Some examples of gender-based violence include:
- Rape or other sexual crimes
- Domestic violence
- Stalking
- Forced marriage
- ‘Honour’ crimes
- Sexual harassment
These crimes may happen in public or private life.
The Church of Scotland's Violence Against Women Task Group, Integrity, supports the national Church to tackle violence against women, girls, and children and to develop resources and tools for local churches, congregations, and communities. You can find out more information about their work and sign up to the Violence Against Women Charter by visiting their webpage.
We are committed to making the Church a safe place for everyone and prioritising those within our fellowship who are at risk of harm and abuse.
Domestic abuse not only affects the person who is the subject of the abuse: the ripple effect impacts children and the wider circle of family and friends.
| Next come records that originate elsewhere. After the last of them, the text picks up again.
//! Database connection pool management
//!
//! Provides PostgreSQL connection pooling using SQLx and implements the
//! connection gateway on top of it.

use std::sync::LazyLock;
use std::time::Duration;

use async_trait::async_trait;
use chrono::{DateTime, NaiveDate, NaiveDateTime, Utc};
use futures::TryStreamExt;
use quarry_core::{DatabaseConfig, Record, Value};
use regex::Regex;
use sqlx::pool::PoolConnection;
use sqlx::postgres::{PgArguments, PgPool, PgPoolOptions, PgRow};
use sqlx::query::Query;
use sqlx::{Column, Postgres, Row, TypeInfo};
use tracing::{debug, instrument, warn};

use crate::error::DataResult;
use crate::gateway::{ConnectionGateway, DedicatedConnection, Executor, PoolStats, QueryOutput};

/// Database connection pool
#[derive(Clone)]
pub struct Database {
    pool: PgPool,
}

impl Database {
    /// Create a new database connection pool
    pub async fn connect(config: &DatabaseConfig) -> DataResult<Self> {
        let pool = PgPoolOptions::new()
            .max_connections(config.max_connections)
            .min_connections(config.min_connections)
            .acquire_timeout(Duration::from_secs(config.connect_timeout_secs))
            .idle_timeout(Duration::from_secs(config.idle_timeout_secs))
            .max_lifetime(Duration::from_secs(config.max_lifetime_secs))
            .connect(&config.url)
            .await?;

        tracing::info!(
            "Database pool created with {} max connections",
            config.max_connections
        );

        Ok(Self { pool })
    }

    /// Wrap an existing pool
    pub fn from_pool(pool: PgPool) -> Self {
        Self { pool }
    }

    /// Get a reference to the connection pool
    pub fn pool(&self) -> &PgPool {
        &self.pool
    }

    /// Check if the database is reachable
    pub async fn ping(&self) -> DataResult<()> {
        sqlx::query("SELECT 1").execute(&self.pool).await?;
        Ok(())
    }

    /// Close the connection pool
    pub async fn close(&self) {
        self.pool.close().await;
        tracing::info!("Database pool closed");
    }
}

#[async_trait]
impl Executor for Database {
    #[instrument(skip(self, params), fields(params = params.len()))]
    async fn execute(&self, sql: &str, params: &[Value]) -> DataResult<QueryOutput> {
        debug!(sql, "executing statement");
        run(&self.pool, sql, params).await
    }
}

#[async_trait]
impl ConnectionGateway for Database {
    async fn acquire(&self) -> DataResult<Box<dyn DedicatedConnection>> {
        let conn = self.pool.acquire().await?;
        Ok(Box::new(PgDedicatedConnection { conn }))
    }

    fn stats(&self) -> PoolStats {
        PoolStats {
            size: self.pool.size(),
            idle: self.pool.num_idle(),
        }
    }
}

/// A pooled connection checked out for a transaction or migration run
pub struct PgDedicatedConnection {
    conn: PoolConnection<Postgres>,
}

#[async_trait]
impl DedicatedConnection for PgDedicatedConnection {
    async fn execute(&mut self, sql: &str, params: &[Value]) -> DataResult<QueryOutput> {
        debug!(sql, params = params.len(), "executing statement on dedicated connection");
        run(&mut *self.conn, sql, params).await
    }

    async fn execute_batch(&mut self, sql: &str) -> DataResult<()> {
        // Unprepared: the simple query protocol accepts several statements
        sqlx::Executor::execute(&mut *self.conn, sql).await?;
        Ok(())
    }

    fn release(self: Box<Self>) {
        drop(self.conn);
    }
}

async fn run<'c, E>(executor: E, sql: &str, params: &[Value]) -> DataResult<QueryOutput>
where
    E: sqlx::Executor<'c, Database = Postgres>,
{
    let query = params
        .iter()
        .fold(sqlx::query(sql), |query, value| bind_value(query, value));

    if returns_rows(sql) {
        let rows: Vec<Record> = query
            .fetch(executor)
            .map_ok(|row| decode_row(&row))
            .try_collect()
            .await?;
        Ok(QueryOutput {
            row_count: rows.len() as u64,
            rows,
        })
    } else {
        let done = query.execute(executor).await?;
        Ok(QueryOutput {
            rows: Vec::new(),
            row_count: done.rows_affected(),
        })
    }
}

static ROW_RETURNING: LazyLock<Regex> = LazyLock::new(|| {
    Regex::new(r"(?is)^\s*(SELECT|WITH|VALUES|TABLE|SHOW|EXPLAIN)\b|\bRETURNING\b")
        .unwrap()
});

/// Whether a statement produces a result set
fn returns_rows(sql: &str) -> bool {
    ROW_RETURNING.is_match(sql)
}

fn bind_value<'q>(
    query: Query<'q, Postgres, PgArguments>,
    value: &Value,
) -> Query<'q, Postgres, PgArguments> {
    match value {
        // Rendered statements inline NULL; this covers raw parameter lists
        Value::Null => query.bind(None::<String>),
        Value::Bool(b) => query.bind(*b),
        Value::Int(i) => query.bind(*i),
        Value::Float(f) => query.bind(*f),
        Value::Timestamp(t) => query.bind(*t),
        Value::Text(s) => query.bind(s.clone()),
        Value::Uuid(u) => query.bind(*u),
        Value::Date(d) => query.bind(*d),
        Value::Json(j) => query.bind(j.clone()),
        Value::Record(_) | Value::Records(_) => {
            query.bind(serde_json::to_value(value).unwrap_or_default())
        }
    }
}

fn decode_row(row: &PgRow) -> Record {
    row.columns()
        .iter()
        .map(|col| {
            let value = decode_column(row, col.ordinal(), col.type_info().name());
            (col.name().to_string(), value)
        })
        .collect()
}

fn decode_column(row: &PgRow, index: usize, type_name: &str) -> Value {
    let decoded: Result<Value, sqlx::Error> = match type_name {
        "BOOL" => row.try_get::<Option<bool>, _>(index).map(Value::from),
        "INT2" => row
            .try_get::<Option<i16>, _>(index)
            .map(|v| v.map(i64::from).into()),
        "INT4" => row.try_get::<Option<i32>, _>(index).map(Value::from),
        "INT8" => row.try_get::<Option<i64>, _>(index).map(Value::from),
        "FLOAT4" => row
            .try_get::<Option<f32>, _>(index)
            .map(|v| v.map(f64::from).into()),
        "FLOAT8" => row.try_get::<Option<f64>, _>(index).map(Value::from),
        "TIMESTAMPTZ" => row
            .try_get::<Option<DateTime<Utc>>, _>(index)
            .map(Value::from),
        "TIMESTAMP" => row
            .try_get::<Option<NaiveDateTime>, _>(index)
            .map(|v| v.map(|t| t.and_utc()).into()),
        "DATE" => row
            .try_get::<Option<NaiveDate>, _>(index)
            .map(Value::from),
        "UUID" => row
            .try_get::<Option<uuid::Uuid>, _>(index)
            .map(Value::from),
        "JSON" | "JSONB" => row
            .try_get::<Option<serde_json::Value>, _>(index)
            .map(Value::from),
        _ => row.try_get::<Option<String>, _>(index).map(Value::from),
    };

    decoded.unwrap_or_else(|e| {
        warn!(column = index, column_type = type_name, error = %e, "unsupported column type, reading as NULL");
        Value::Null
    })
}

#[cfg(test)]
mod tests {
    use super::*;

    #[test]
    fn test_returns_rows() {
        assert!(returns_rows(r#"SELECT * FROM "users""#));
        assert!(returns_rows("  with x AS (SELECT 1) SELECT * FROM x"));
        assert!(returns_rows(r#"INSERT INTO "users" ("name") VALUES ($1) RETURNING *"#));
        assert!(returns_rows(r#"DELETE FROM "users" WHERE "id" = $1 RETURNING *"#));

        assert!(!returns_rows(r#"UPDATE "users" SET "name" = $1 WHERE "id" = $2"#));
        assert!(!returns_rows("CREATE TABLE IF NOT EXISTS migrations (id SERIAL)"));
        assert!(!returns_rows(r#"INSERT INTO "users" ("returning_at") VALUES ($1)"#));
        assert!(!returns_rows("BEGIN ISOLATION LEVEL SERIALIZABLE"));
    }
}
Someone who is being abused in a domestic setting may have experienced this for many years before a disclosure is made and it is very important that we, as a Church, respond appropriately. The Church must therefore ensure that anyone who discloses this type of abuse is supported sensitively and not further diminished by the organisation responsible for their spiritual growth and pastoral care.
These guidelines have been developed as a resource to support Church of Scotland congregations, presbyteries, forums and CrossReach to address and respond effectively to domestic abuse both within its own community and wider society.
By using pastoral and practical strategies we hope to enable you to create local pathways to professional support services who can assist people who are in an abusive relationship.